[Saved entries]
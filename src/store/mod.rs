use std::sync::atomic::{AtomicU64, Ordering};
use std::sync::{Arc, Mutex};

use serde::de::DeserializeOwned;
use serde::Serialize;

pub mod memory;
pub mod sqlite;

/// Callback invoked with the changed key after every successful write.
pub type ChangeListener = Arc<dyn Fn(&str) + Send + Sync>;

/// Unified key-value access trait. Every persisted engagement entry goes
/// through here.
/// Implementations: `SqliteStore` (wraps rusqlite/r2d2) and `MemoryStore`
/// (plain process-local map).
pub trait KvStore: Send + Sync {
    /// Value stored under `key`, or `None` when the entry is absent or the
    /// backend is unavailable.
    fn get(&self, key: &str) -> Option<String>;

    /// Insert or replace the value under `key`. Notifies subscribers with the
    /// key name after a successful write.
    fn set(&self, key: &str, value: &str) -> Result<(), String>;

    /// Register a change listener. Returns a token for `unsubscribe`.
    /// Listeners receive only the changed key; they re-read whatever state
    /// they care about.
    fn subscribe(&self, listener: ChangeListener) -> u64;

    /// Drop a previously registered listener. Unknown tokens are ignored.
    fn unsubscribe(&self, token: u64);

    /// Value under `key` parsed as a decimal integer, or 0 when absent or
    /// unparseable.
    fn get_i64(&self, key: &str) -> i64 {
        self.get(key).and_then(|v| v.parse().ok()).unwrap_or(0)
    }
}

/// Decode the JSON blob under `key`. An absent entry, an unavailable backend,
/// and malformed JSON all read as `T::default()`.
pub fn get_json_or_default<T: DeserializeOwned + Default>(store: &dyn KvStore, key: &str) -> T {
    store
        .get(key)
        .and_then(|raw| serde_json::from_str(&raw).ok())
        .unwrap_or_default()
}

/// Serialize `value` and store it under `key`.
pub fn set_json<T: Serialize>(store: &dyn KvStore, key: &str, value: &T) -> Result<(), String> {
    let raw = serde_json::to_string(value).map_err(|e| e.to_string())?;
    store.set(key, &raw)
}

/// Listener registry shared by the store backends. Listeners run outside the
/// lock, so a callback may write back into the store without deadlocking.
pub(crate) struct Subscribers {
    next_token: AtomicU64,
    listeners: Mutex<Vec<(u64, ChangeListener)>>,
}

impl Subscribers {
    pub(crate) fn new() -> Self {
        Subscribers {
            next_token: AtomicU64::new(1),
            listeners: Mutex::new(Vec::new()),
        }
    }

    pub(crate) fn add(&self, listener: ChangeListener) -> u64 {
        let token = self.next_token.fetch_add(1, Ordering::SeqCst);
        self.listeners.lock().unwrap().push((token, listener));
        token
    }

    pub(crate) fn remove(&self, token: u64) {
        self.listeners.lock().unwrap().retain(|(t, _)| *t != token);
    }

    pub(crate) fn notify(&self, key: &str) {
        let current: Vec<ChangeListener> = self
            .listeners
            .lock()
            .unwrap()
            .iter()
            .map(|(_, listener)| listener.clone())
            .collect();
        for listener in current {
            listener(key);
        }
    }
}
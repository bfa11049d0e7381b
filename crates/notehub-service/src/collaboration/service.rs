//! Collaboration grant service.

use std::sync::Arc;

use tracing::info;

use notehub_auth::access::AccessChecker;
use notehub_core::error::AppError;
use notehub_core::traits::CollaborationRegistry;
use notehub_core::types::{GrantId, NoteId, UserId};

use crate::user::UserStore;

/// Manages collaboration grants on notes.
///
/// Only a note's owner may grant or revoke collaboration. A grant confers
/// access to the note, never the ability to grant further access.
#[derive(Clone)]
pub struct CollaborationService {
    /// Grant persistence.
    registry: Arc<dyn CollaborationRegistry>,
    /// User lookups for grantee existence checks.
    users: Arc<dyn UserStore>,
    /// Ownership checks.
    checker: Arc<AccessChecker>,
}

impl std::fmt::Debug for CollaborationService {
    fn fmt(&self, f: &mut std::fmt::Formatter<'_>) -> std::fmt::Result {
        f.debug_struct("CollaborationService").finish()
    }
}

impl CollaborationService {
    /// Creates a new collaboration service.
    pub fn new(
        registry: Arc<dyn CollaborationRegistry>,
        users: Arc<dyn UserStore>,
        checker: Arc<AccessChecker>,
    ) -> Self {
        Self {
            registry,
            users,
            checker,
        }
    }

    /// Grants a user collaborator access to a note.
    ///
    /// The actor must own the note and the grantee must exist. Granting
    /// the same (note, user) pair again is idempotent and returns the
    /// surviving grant.
    pub async fn add(
        &self,
        actor: UserId,
        note_id: NoteId,
        user_id: UserId,
    ) -> Result<GrantId, AppError> {
        self.checker.assert_owner(note_id, actor).await?;

        if self.users.find_by_id(user_id).await?.is_none() {
            return Err(AppError::not_found("User not found"));
        }

        let grant_id = self.registry.add(note_id, user_id).await?;

        info!(
            note_id = %note_id,
            user_id = %user_id,
            grant_id = %grant_id,
            "Collaborator added"
        );

        Ok(grant_id)
    }

    /// Revokes a user's collaborator access to a note.
    ///
    /// The actor must own the note. Revoking a grant that does not exist
    /// fails: there was nothing to remove.
    pub async fn remove(
        &self,
        actor: UserId,
        note_id: NoteId,
        user_id: UserId,
    ) -> Result<(), AppError> {
        self.checker.assert_owner(note_id, actor).await?;

        if !self.registry.remove(note_id, user_id).await? {
            return Err(AppError::invariant("Collaboration not found"));
        }

        info!(note_id = %note_id, user_id = %user_id, "Collaborator removed");

        Ok(())
    }
}
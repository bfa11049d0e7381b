//! Database connection pool configuration.

use serde::{Deserialize, Serialize};

/// PostgreSQL pool settings.
///
/// `url` has no default; a deployment must always say which database it
/// talks to. Pool sizing and timeouts fall back to values suitable for
/// a small single-node deployment.
#[derive(Debug, Clone, Serialize, Deserialize)]
pub struct DatabaseConfig {
    /// PostgreSQL connection URL.
    pub url: String,
    /// Maximum number of connections in the pool.
    #[serde(default = "default_max_connections")]
    pub max_connections: u32,
    /// Minimum number of connections kept open.
    #[serde(default = "default_min_connections")]
    pub min_connections: u32,
    /// Seconds to wait when acquiring a connection.
    #[serde(default = "default_connect_timeout")]
    pub connect_timeout_seconds: u64,
    /// Seconds an idle connection may linger before being closed.
    #[serde(default = "default_idle_timeout")]
    pub idle_timeout_seconds: u64,
}

fn default_max_connections() -> u32 {
    20
}

fn default_min_connections() -> u32 {
    5
}

fn default_connect_timeout() -> u64 {
    10
}

fn default_idle_timeout() -> u64 {
    300
}
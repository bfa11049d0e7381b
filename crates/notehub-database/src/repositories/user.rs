//! User repository implementation.

use async_trait::async_trait;
use sqlx::PgPool;

use notehub_core::error::{AppError, ErrorKind};
use notehub_core::result::AppResult;
use notehub_core::traits::{CredentialStore, StoredCredentials};
use notehub_core::types::UserId;
use notehub_entity::user::{CreateUser, User};
use notehub_service::user::UserStore;

/// Repository for user rows.
///
/// Backs both the service-level [`UserStore`] and the authentication
/// core's [`CredentialStore`].
#[derive(Debug, Clone)]
pub struct UserRepository {
    pool: PgPool,
}

impl UserRepository {
    /// Create a new user repository.
    pub fn new(pool: PgPool) -> Self {
        Self { pool }
    }
}

#[async_trait]
impl UserStore for UserRepository {
    async fn insert(&self, data: &CreateUser) -> AppResult<User> {
        sqlx::query_as::<_, User>(
            "INSERT INTO users (username, fullname, password_hash) \
             VALUES ($1, $2, $3) \
             RETURNING *",
        )
        .bind(&data.username)
        .bind(&data.fullname)
        .bind(&data.password_hash)
        .fetch_one(&self.pool)
        .await
        .map_err(|e| match e {
            sqlx::Error::Database(ref db_err)
                if db_err.constraint() == Some("users_username_key") =>
            {
                AppError::conflict("Username is already taken")
            }
            _ => AppError::with_source(ErrorKind::Database, "Failed to create user", e),
        })
    }

    async fn find_by_id(&self, user_id: UserId) -> AppResult<Option<User>> {
        sqlx::query_as::<_, User>("SELECT * FROM users WHERE id = $1")
            .bind(user_id)
            .fetch_optional(&self.pool)
            .await
            .map_err(|e| AppError::with_source(ErrorKind::Database, "Failed to find user by id", e))
    }

    async fn find_by_username(&self, username: &str) -> AppResult<Option<User>> {
        sqlx::query_as::<_, User>("SELECT * FROM users WHERE username = $1")
            .bind(username)
            .fetch_optional(&self.pool)
            .await
            .map_err(|e| {
                AppError::with_source(ErrorKind::Database, "Failed to find user by username", e)
            })
    }
}

#[async_trait]
impl CredentialStore for UserRepository {
    async fn find_by_username(&self, username: &str) -> AppResult<Option<StoredCredentials>> {
        sqlx::query_as::<_, (UserId, String)>(
            "SELECT id, password_hash FROM users WHERE username = $1",
        )
        .bind(username)
        .fetch_optional(&self.pool)
        .await
        .map(|row| {
            row.map(|(user_id, password_hash)| StoredCredentials {
                user_id,
                password_hash,
            })
        })
        .map_err(|e| AppError::with_source(ErrorKind::Database, "Failed to find credentials", e))
    }
}
//! Layered application configuration.
//!
//! Settings come from `config/default.toml`, an optional per-environment
//! overlay (`config/{env}.toml`), and `NOTEHUB__`-prefixed environment
//! variables, later sources winning. Each sub-module holds one section
//! of the tree.

pub mod app;
pub mod auth;
pub mod database;
pub mod logging;

use serde::{Deserialize, Serialize};

use self::app::ServerConfig;
use self::auth::AuthConfig;
use self::logging::LoggingConfig;

pub use self::database::DatabaseConfig;

use crate::error::AppError;

/// Root application configuration.
///
/// Deserialization target for the merged configuration sources.
#[derive(Debug, Clone, Serialize, Deserialize)]
pub struct AppConfig {
    /// HTTP server settings.
    pub server: ServerConfig,
    /// Database connection settings.
    pub database: DatabaseConfig,
    /// Authentication and token settings.
    pub auth: AuthConfig,
    /// Logging settings.
    pub logging: LoggingConfig,
}

impl AppConfig {
    /// Load and validate configuration for the given environment name.
    pub fn load(env: &str) -> Result<Self, AppError> {
        let merged = config::Config::builder()
            .add_source(config::File::with_name("config/default").required(false))
            .add_source(config::File::with_name(&format!("config/{env}")).required(false))
            .add_source(
                config::Environment::with_prefix("NOTEHUB")
                    .separator("__")
                    .try_parsing(true),
            )
            .build()?;

        let config: Self = merged.try_deserialize()?;
        config.validate()?;
        Ok(config)
    }

    /// Reject configurations the auth layer cannot operate on.
    ///
    /// Access and refresh tokens are verified against separate keys, so
    /// a token of one family never verifies as the other. Sharing one
    /// secret between both families would silently void that guarantee.
    fn validate(&self) -> Result<(), AppError> {
        if self.auth.access_token_secret.is_empty() || self.auth.refresh_token_secret.is_empty() {
            return Err(AppError::configuration("Token secrets must not be empty"));
        }
        if self.auth.access_token_secret == self.auth.refresh_token_secret {
            return Err(AppError::configuration(
                "Access and refresh token secrets must differ",
            ));
        }
        Ok(())
    }
}
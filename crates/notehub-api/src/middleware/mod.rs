//! HTTP middleware.

mod logging;

pub use logging::request_logging;
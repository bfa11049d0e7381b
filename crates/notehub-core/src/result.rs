//! Convenience result type alias for NoteHub.

use crate::error::AppError;

/// A specialized `Result` type for NoteHub operations.
///
/// This is defined as a convenience so that every crate does not need to
/// write `Result<T, AppError>` explicitly.
pub type AppResult<T> = Result<T, AppError>;
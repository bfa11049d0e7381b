//! Collaboration grant management.

pub mod service;

pub use service::CollaborationService;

*Task:* Find and copy each line above holding "GrantId".

*Response to this task:*
use notehub_core::types::{GrantId, NoteId, UserId};
    ) -> Result<GrantId, AppError> {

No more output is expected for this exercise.